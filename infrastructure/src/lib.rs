//! Infrastructure layer for council
//!
//! Concrete adapters behind the application ports: the OpenRouter model
//! client, in-memory and file-backed conversation stores, configuration
//! loading, and the NDJSON event writer.

pub mod bootstrap;
pub mod config;
pub mod ndjson;
pub mod persistence;
pub mod providers;

// Re-export commonly used types
pub use bootstrap::build_registry;
pub use config::{ConfigError, ConfigLoader, FileConfig};
pub use ndjson::write_events;
pub use persistence::{FileConversationStore, InMemoryConversationStore};
pub use providers::OpenRouterClient;
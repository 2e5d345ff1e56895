//! Model descriptor value object

use serde::{Deserialize, Serialize};

/// A model known to the council (Value Object).
///
/// Descriptors are built from static configuration at process start and
/// never mutated afterwards. Exactly one descriptor in a registry carries
/// `is_chairman = true`; that model also remains eligible as a regular
/// councilor.
#[derive(Debug, Clone, PartialEq, Eq, Hash, Serialize, Deserialize)]
pub struct ModelDescriptor {
    /// Stable identifier, forwarded verbatim to the provider
    /// (e.g. `"anthropic/claude-sonnet-4.5"`).
    pub id: String,
    /// Human-readable name for display surfaces.
    pub display_name: String,
    /// Provider routing tag (e.g. `"openrouter"`).
    pub provider_tag: String,
    /// Whether this model performs stage-3 synthesis.
    pub is_chairman: bool,
}

impl ModelDescriptor {
    pub fn new(
        id: impl Into<String>,
        display_name: impl Into<String>,
        provider_tag: impl Into<String>,
    ) -> Self {
        Self {
            id: id.into(),
            display_name: display_name.into(),
            provider_tag: provider_tag.into(),
            is_chairman: false,
        }
    }

    /// Mark this descriptor as the chairman.
    pub fn as_chairman(mut self) -> Self {
        self.is_chairman = true;
        self
    }
}

impl std::fmt::Display for ModelDescriptor {
    fn fmt(&self, f: &mut std::fmt::Formatter<'_>) -> std::fmt::Result {
        write!(f, "{}", self.id)
    }
}
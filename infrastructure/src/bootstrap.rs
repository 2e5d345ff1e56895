//! Wiring helpers
//!
//! Turn file configuration into live collaborators for dependency
//! injection at the binary edge.

use crate::config::{ConfigError, FileConfig};
use crate::providers::OpenRouterClient;
use council_application::{CouncilSettings, ModelClient, ModelRegistry};
use council_domain::ModelDescriptor;
use std::collections::HashSet;
use std::sync::Arc;

/// Read the provider API key from the configured environment variable.
pub fn resolve_api_key(config: &FileConfig) -> Result<String, ConfigError> {
    std::env::var(&config.provider.api_key_env)
        .map_err(|_| ConfigError::MissingApiKey(config.provider.api_key_env.clone()))
}

/// Build the model registry: one shared provider client, one descriptor
/// per configured councilor, and the chairman registered even when it is
/// not listed as a councilor.
pub fn build_registry(
    config: &FileConfig,
    settings: &CouncilSettings,
    api_key: String,
) -> Result<ModelRegistry, ConfigError> {
    let mut client = OpenRouterClient::new(
        &config.provider.base_url,
        api_key,
        settings.per_call_timeout,
    )
    .map_err(|e| ConfigError::Provider(e.to_string()))?;
    if let Some(referer) = &config.provider.referer {
        client = client.with_header("HTTP-Referer", referer);
    }
    if let Some(title) = &config.provider.title {
        client = client.with_header("X-Title", title);
    }
    let client: Arc<dyn ModelClient> = Arc::new(client);

    let mut builder = ModelRegistry::builder();
    let mut seen: HashSet<&str> = HashSet::new();
    for entry in &config.models.councilors {
        if !seen.insert(entry.id.as_str()) {
            continue;
        }
        builder = builder.register(
            ModelDescriptor::new(&entry.id, entry.display_name(), "openrouter"),
            Arc::clone(&client),
        );
    }
    if !seen.contains(config.models.chairman.as_str()) {
        builder = builder.register(
            ModelDescriptor::new(&config.models.chairman, &config.models.chairman, "openrouter"),
            Arc::clone(&client),
        );
    }

    Ok(builder.chairman(&config.models.chairman).build()?)
}

#[cfg(test)]
mod tests {
    use super::*;
    use crate::config::file_config::{FileModelEntry, FileModelsConfig};

    fn settings(config: &FileConfig) -> CouncilSettings {
        config.settings().unwrap()
    }

    #[test]
    fn test_registry_from_default_config() {
        let config = FileConfig::default();
        let registry = build_registry(&config, &settings(&config), "test-key".to_string()).unwrap();

        assert_eq!(registry.list_all().len(), 4);
        assert_eq!(registry.chairman().id(), "google/gemini-3-pro");
    }

    #[test]
    fn test_chairman_outside_councilors_is_registered() {
        let mut config = FileConfig::default();
        config.models = FileModelsConfig {
            chairman: "anthropic/claude-opus-4.5".to_string(),
            councilors: vec![
                FileModelEntry::new("openai/gpt-5.1", "GPT-5.1"),
                FileModelEntry::new("x-ai/grok-4", "Grok 4"),
            ],
        };
        let registry = build_registry(&config, &settings(&config), "test-key".to_string()).unwrap();

        assert_eq!(registry.list_all().len(), 3);
        assert_eq!(registry.chairman().id(), "anthropic/claude-opus-4.5");
        assert!(registry.get("anthropic/claude-opus-4.5").is_some());
    }

    #[test]
    fn test_duplicate_councilors_collapse() {
        let mut config = FileConfig::default();
        config.models.councilors.push(FileModelEntry::new("openai/gpt-5.1", "again"));
        let registry = build_registry(&config, &settings(&config), "test-key".to_string()).unwrap();
        assert_eq!(registry.list_all().len(), 4);
    }
}
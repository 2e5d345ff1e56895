//! Conversation store port
//!
//! Append-only persistence capability for conversations. The storage
//! format is an adapter concern; the application sees only this trait.

use async_trait::async_trait;
use council_domain::{ChatMessage, Conversation, CouncilTurn};
use thiserror::Error;

/// Errors surfaced by store operations
#[derive(Error, Debug)]
pub enum StoreError {
    #[error("Conversation not found: {0}")]
    NotFound(String),

    #[error("Storage error: {0}")]
    Io(String),

    #[error("Corrupt conversation record: {0}")]
    Corrupt(String),
}

/// Persistence capability keyed by conversation id.
///
/// `append_turn` is the critical section: implementations must serialize
/// concurrent appends to the same conversation (a per-conversation lock or
/// a single writer both satisfy this).
#[async_trait]
pub trait ConversationStore: Send + Sync {
    /// Load an existing conversation.
    async fn load(&self, id: &str) -> Result<Conversation, StoreError>;

    /// Create a new conversation with a freshly minted id.
    async fn create(&self) -> Result<Conversation, StoreError>;

    /// Atomically append one completed turn together with its user and
    /// assistant messages.
    async fn append_turn(
        &self,
        id: &str,
        user: ChatMessage,
        turn: CouncilTurn,
        assistant: ChatMessage,
    ) -> Result<(), StoreError>;

    /// Delete a conversation.
    async fn delete(&self, id: &str) -> Result<(), StoreError>;

    /// All conversations, most recently updated first.
    async fn list(&self) -> Result<Vec<Conversation>, StoreError>;
}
###
WORK REQUIRED: Exact reproduction of every entry is needed.

THE COMPLETED TASK:
filename infrastructure/src/lib.rs
//! Infrastructure layer for council
//!
//! Concrete adapters behind the application ports: the OpenRouter model
//! client, in-memory and file-backed conversation stores, configuration
//! loading, and the NDJSON event writer.

pub mod bootstrap;
pub mod config;
pub mod ndjson;
pub mod persistence;
pub mod providers;

// Re-export commonly used types
pub use bootstrap::build_registry;
pub use config::{ConfigError, ConfigLoader, FileConfig};
pub use ndjson::write_events;
pub use persistence::{FileConversationStore, InMemoryConversationStore};
pub use providers::OpenRouterClient;
repository 2e5d345ff1e56895
//! Model descriptor value object

use serde::{Deserialize, Serialize};

/// A model known to the council (Value Object).
///
/// Descriptors are built from static configuration at process start and
/// never mutated afterwards. Exactly one descriptor in a registry carries
/// `is_chairman = true`; that model also remains eligible as a regular
/// councilor.
#[derive(Debug, Clone, PartialEq, Eq, Hash, Serialize, Deserialize)]
pub struct ModelDescriptor {
    /// Stable identifier, forwarded verbatim to the provider
    /// (e.g. `"anthropic/claude-sonnet-4.5"`).
    pub id: String,
    /// Human-readable name for display surfaces.
    pub display_name: String,
    /// Provider routing tag (e.g. `"openrouter"`).
    pub provider_tag: String,
    /// Whether this model performs stage-3 synthesis.
    pub is_chairman: bool,
}

impl ModelDescriptor {
    pub fn new(
        id: impl Into<String>,
        display_name: impl Into<String>,
        provider_tag: impl Into<String>,
    ) -> Self {
        Self {
            id: id.into(),
            display_name: display_name.into(),
            provider_tag: provider_tag.into(),
            is_chairman: false,
        }
    }

    /// Mark this descriptor as the chairman.
    pub fn as_chairman(mut self) -> Self {
        self.is_chairman = true;
        self
    }
}

impl std::fmt::Display for ModelDescriptor {
    fn fmt(&self, f: &mut std::fmt::Formatter<'_>) -> std::fmt::Result {
        write!(f, "{}", self.id)
    }
}
filename infrastructure/src/bootstrap.rs
repository 2e5d345ff1e56895
//! Wiring helpers
//!
//! Turn file configuration into live collaborators for dependency
//! injection at the binary edge.

use crate::config::{ConfigError, FileConfig};
use crate::providers::OpenRouterClient;
use council_application::{CouncilSettings, ModelClient, ModelRegistry};
use council_domain::ModelDescriptor;
use std::collections::HashSet;
use std::sync::Arc;

/// Read the provider API key from the configured environment variable.
pub fn resolve_api_key(config: &FileConfig) -> Result<String, ConfigError> {
    std::env::var(&config.provider.api_key_env)
        .map_err(|_| ConfigError::MissingApiKey(config.provider.api_key_env.clone()))
}

/// Build the model registry: one shared provider client, one descriptor
/// per configured councilor, and the chairman registered even when it is
/// not listed as a councilor.
pub fn build_registry(
    config: &FileConfig,
    settings: &CouncilSettings,
    api_key: String,
) -> Result<ModelRegistry, ConfigError> {
    let mut client = OpenRouterClient::new(
        &config.provider.base_url,
        api_key,
        settings.per_call_timeout,
    )
    .map_err(|e| ConfigError::Provider(e.to_string()))?;
    if let Some(referer) = &config.provider.referer {
        client = client.with_header("HTTP-Referer", referer);
    }
    if let Some(title) = &config.provider.title {
        client = client.with_header("X-Title", title);
    }
    let client: Arc<dyn ModelClient> = Arc::new(client);

    let mut builder = ModelRegistry::builder();
    let mut seen: HashSet<&str> = HashSet::new();
    for entry in &config.models.councilors {
        if !seen.insert(entry.id.as_str()) {
            continue;
        }
        builder = builder.register(
            ModelDescriptor::new(&entry.id, entry.display_name(), "openrouter"),
            Arc::clone(&client),
        );
    }
    if !seen.contains(config.models.chairman.as_str()) {
        builder = builder.register(
            ModelDescriptor::new(&config.models.chairman, &config.models.chairman, "openrouter"),
            Arc::clone(&client),
        );
    }

    Ok(builder.chairman(&config.models.chairman).build()?)
}

#[cfg(test)]
mod tests {
    use super::*;
    use crate::config::file_config::{FileModelEntry, FileModelsConfig};

    fn settings(config: &FileConfig) -> CouncilSettings {
        config.settings().unwrap()
    }

    #[test]
    fn test_registry_from_default_config() {
        let config = FileConfig::default();
        let registry = build_registry(&config, &settings(&config), "test-key".to_string()).unwrap();

        assert_eq!(registry.list_all().len(), 4);
        assert_eq!(registry.chairman().id(), "google/gemini-3-pro");
    }

    #[test]
    fn test_chairman_outside_councilors_is_registered() {
        let mut config = FileConfig::default();
        config.models = FileModelsConfig {
            chairman: "anthropic/claude-opus-4.5".to_string(),
            councilors: vec![
                FileModelEntry::new("openai/gpt-5.1", "GPT-5.1"),
                FileModelEntry::new("x-ai/grok-4", "Grok 4"),
            ],
        };
        let registry = build_registry(&config, &settings(&config), "test-key".to_string()).unwrap();

        assert_eq!(registry.list_all().len(), 3);
        assert_eq!(registry.chairman().id(), "anthropic/claude-opus-4.5");
        assert!(registry.get("anthropic/claude-opus-4.5").is_some());
    }

    #[test]
    fn test_duplicate_councilors_collapse() {
        let mut config = FileConfig::default();
        config.models.councilors.push(FileModelEntry::new("openai/gpt-5.1", "again"));
        let registry = build_registry(&config, &settings(&config), "test-key".to_string()).unwrap();
        assert_eq!(registry.list_all().len(), 4);
    }
}
repository 2e5d345ff1e56895
//! Conversation store port
//!
//! Append-only persistence capability for conversations. The storage
//! format is an adapter concern; the application sees only this trait.

use async_trait::async_trait;
use council_domain::{ChatMessage, Conversation, CouncilTurn};
use thiserror::Error;

/// Errors surfaced by store operations
#[derive(Error, Debug)]
pub enum StoreError {
    #[error("Conversation not found: {0}")]
    NotFound(String),

    #[error("Storage error: {0}")]
    Io(String),

    #[error("Corrupt conversation record: {0}")]
    Corrupt(String),
}

/// Persistence capability keyed by conversation id.
///
/// `append_turn` is the critical section: implementations must serialize
/// concurrent appends to the same conversation (a per-conversation lock or
/// a single writer both satisfy this).
#[async_trait]
pub trait ConversationStore: Send + Sync {
    /// Load an existing conversation.
    async fn load(&self, id: &str) -> Result<Conversation, StoreError>;

    /// Create a new conversation with a freshly minted id.
    async fn create(&self) -> Result<Conversation, StoreError>;

    /// Atomically append one completed turn together with its user and
    /// assistant messages.
    async fn append_turn(
        &self,
        id: &str,
        user: ChatMessage,
        turn: CouncilTurn,
        assistant: ChatMessage,
    ) -> Result<(), StoreError>;

    /// Delete a conversation.
    async fn delete(&self, id: &str) -> Result<(), StoreError>;

    /// All conversations, most recently updated first.
    async fn list(&self) -> Result<Vec<Conversation>, StoreError>;
}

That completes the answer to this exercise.